### EXERCISE REQUIREMENTS
What you return must match the records word for word.

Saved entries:
//! Post use cases: ownership rules, identity checks and pagination.

use std::sync::Arc;

use posts_shared::dto::{CreatePostRequest, UpdatePostRequest};
use posts_shared::response::field_errors;
use validator::Validate;

use crate::domain::{NewPost, Post, PostPatch};
use crate::error::{DomainError, RepoError};
use crate::pagination::{Page, PageRequest};
use crate::ports::{Clock, IdentityResolver, PostRepository, SystemClock};

/// Post service.
///
/// Caller identity is always passed in explicitly. The service never embeds
/// author details into responses; see [`crate::assembler`].
#[derive(Clone)]
pub struct PostService {
    posts: Arc<dyn PostRepository>,
    identity: Arc<dyn IdentityResolver>,
    clock: Arc<dyn Clock>,
}

impl PostService {
    pub fn new(posts: Arc<dyn PostRepository>, identity: Arc<dyn IdentityResolver>) -> Self {
        Self::with_clock(posts, identity, Arc::new(SystemClock))
    }

    pub fn with_clock(
        posts: Arc<dyn PostRepository>,
        identity: Arc<dyn IdentityResolver>,
        clock: Arc<dyn Clock>,
    ) -> Self {
        Self {
            posts,
            identity,
            clock,
        }
    }

    /// Create a post owned by `caller_id`.
    ///
    /// The token is resolved again here and must belong to `caller_id`; the
    /// author snapshot comes from that fresh resolution.
    pub async fn create(
        &self,
        request: CreatePostRequest,
        caller_id: i64,
        token: &str,
    ) -> Result<Post, DomainError> {
        validate(&request)?;

        let identity = self.identity.resolve(token).await?;
        if identity.id != caller_id {
            return Err(DomainError::IdentityMismatch {
                asserted: caller_id,
                resolved: identity.id,
            });
        }

        let post = NewPost::new(request.title, request.content, &identity, self.clock.now());
        Ok(self.posts.create(post).await?)
    }

    pub async fn get(&self, id: i64) -> Result<Post, DomainError> {
        self.load(id).await
    }

    pub async fn list(&self, request: PageRequest) -> Result<Page<Post>, DomainError> {
        let posts = self.posts.list_all().await?;
        let total = self.posts.count().await?;

        Ok(Page::paginate(posts, total, request))
    }

    /// Apply a partial update. Only the author may update a post.
    pub async fn update(
        &self,
        id: i64,
        request: UpdatePostRequest,
        caller_id: i64,
    ) -> Result<Post, DomainError> {
        let mut post = self.load(id).await?;
        ensure_author(&post, caller_id)?;
        validate(&request)?;

        post.apply(
            PostPatch {
                title: request.title,
                content: request.content,
            },
            self.clock.now(),
        );

        self.posts.update(post).await.map_err(|e| match e {
            RepoError::NotFound => DomainError::post_not_found(id),
            other => other.into(),
        })
    }

    /// Delete a post. Only the author may delete it.
    pub async fn delete(&self, id: i64, caller_id: i64) -> Result<(), DomainError> {
        let post = self.load(id).await?;
        ensure_author(&post, caller_id)?;

        self.posts.delete(id).await.map_err(|e| match e {
            RepoError::NotFound => DomainError::post_not_found(id),
            other => other.into(),
        })
    }

    /// Posts by one author. An unknown author is simply an empty page.
    pub async fn list_by_author(
        &self,
        author_id: i64,
        request: PageRequest,
    ) -> Result<Page<Post>, DomainError> {
        let posts = self.posts.list_by_author(author_id).await?;
        let total = posts.len() as u64;

        Ok(Page::paginate(posts, total, request))
    }

    async fn load(&self, id: i64) -> Result<Post, DomainError> {
        self.posts
            .find_by_id(id)
            .await?
            .ok_or_else(|| DomainError::post_not_found(id))
    }
}

fn ensure_author(post: &Post, caller_id: i64) -> Result<(), DomainError> {
    if post.is_authored_by(caller_id) {
        Ok(())
    } else {
        Err(DomainError::Unauthorized)
    }
}

fn validate(request: &impl Validate) -> Result<(), DomainError> {
    request
        .validate()
        .map_err(|e| DomainError::Validation(field_errors(&e)))
}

### RESULT
//! Post use cases: ownership rules, identity checks and pagination.

use std::sync::Arc;

use posts_shared::dto::{CreatePostRequest, UpdatePostRequest};
use posts_shared::response::field_errors;
use validator::Validate;

use crate::domain::{NewPost, Post, PostPatch};
use crate::error::{DomainError, RepoError};
use crate::pagination::{Page, PageRequest};
use crate::ports::{Clock, IdentityResolver, PostRepository, SystemClock};

/// Post service.
///
/// Caller identity is always passed in explicitly. The service never embeds
/// author details into responses; see [`crate::assembler`].
#[derive(Clone)]
pub struct PostService {
    posts: Arc<dyn PostRepository>,
    identity: Arc<dyn IdentityResolver>,
    clock: Arc<dyn Clock>,
}

impl PostService {
    pub fn new(posts: Arc<dyn PostRepository>, identity: Arc<dyn IdentityResolver>) -> Self {
        Self::with_clock(posts, identity, Arc::new(SystemClock))
    }

    pub fn with_clock(
        posts: Arc<dyn PostRepository>,
        identity: Arc<dyn IdentityResolver>,
        clock: Arc<dyn Clock>,
    ) -> Self {
        Self {
            posts,
            identity,
            clock,
        }
    }

    /// Create a post owned by `caller_id`.
    ///
    /// The token is resolved again here and must belong to `caller_id`; the
    /// author snapshot comes from that fresh resolution.
    pub async fn create(
        &self,
        request: CreatePostRequest,
        caller_id: i64,
        token: &str,
    ) -> Result<Post, DomainError> {
        validate(&request)?;

        let identity = self.identity.resolve(token).await?;
        if identity.id != caller_id {
            return Err(DomainError::IdentityMismatch {
                asserted: caller_id,
                resolved: identity.id,
            });
        }

        let post = NewPost::new(request.title, request.content, &identity, self.clock.now());
        Ok(self.posts.create(post).await?)
    }

    pub async fn get(&self, id: i64) -> Result<Post, DomainError> {
        self.load(id).await
    }

    pub async fn list(&self, request: PageRequest) -> Result<Page<Post>, DomainError> {
        let posts = self.posts.list_all().await?;
        let total = self.posts.count().await?;

        Ok(Page::paginate(posts, total, request))
    }

    /// Apply a partial update. Only the author may update a post.
    pub async fn update(
        &self,
        id: i64,
        request: UpdatePostRequest,
        caller_id: i64,
    ) -> Result<Post, DomainError> {
        let mut post = self.load(id).await?;
        ensure_author(&post, caller_id)?;
        validate(&request)?;

        post.apply(
            PostPatch {
                title: request.title,
                content: request.content,
            },
            self.clock.now(),
        );

        self.posts.update(post).await.map_err(|e| match e {
            RepoError::NotFound => DomainError::post_not_found(id),
            other => other.into(),
        })
    }

    /// Delete a post. Only the author may delete it.
    pub async fn delete(&self, id: i64, caller_id: i64) -> Result<(), DomainError> {
        let post = self.load(id).await?;
        ensure_author(&post, caller_id)?;

        self.posts.delete(id).await.map_err(|e| match e {
            RepoError::NotFound => DomainError::post_not_found(id),
            other => other.into(),
        })
    }

    /// Posts by one author. An unknown author is simply an empty page.
    pub async fn list_by_author(
        &self,
        author_id: i64,
        request: PageRequest,
    ) -> Result<Page<Post>, DomainError> {
        let posts = self.posts.list_by_author(author_id).await?;
        let total = posts.len() as u64;

        Ok(Page::paginate(posts, total, request))
    }

    async fn load(&self, id: i64) -> Result<Post, DomainError> {
        self.posts
            .find_by_id(id)
            .await?
            .ok_or_else(|| DomainError::post_not_found(id))
    }
}

fn ensure_author(post: &Post, caller_id: i64) -> Result<(), DomainError> {
    if post.is_authored_by(caller_id) {
        Ok(())
    } else {
        Err(DomainError::Unauthorized)
    }
}

fn validate(request: &impl Validate) -> Result<(), DomainError> {
    request
        .validate()
        .map_err(|e| DomainError::Validation(field_errors(&e)))
}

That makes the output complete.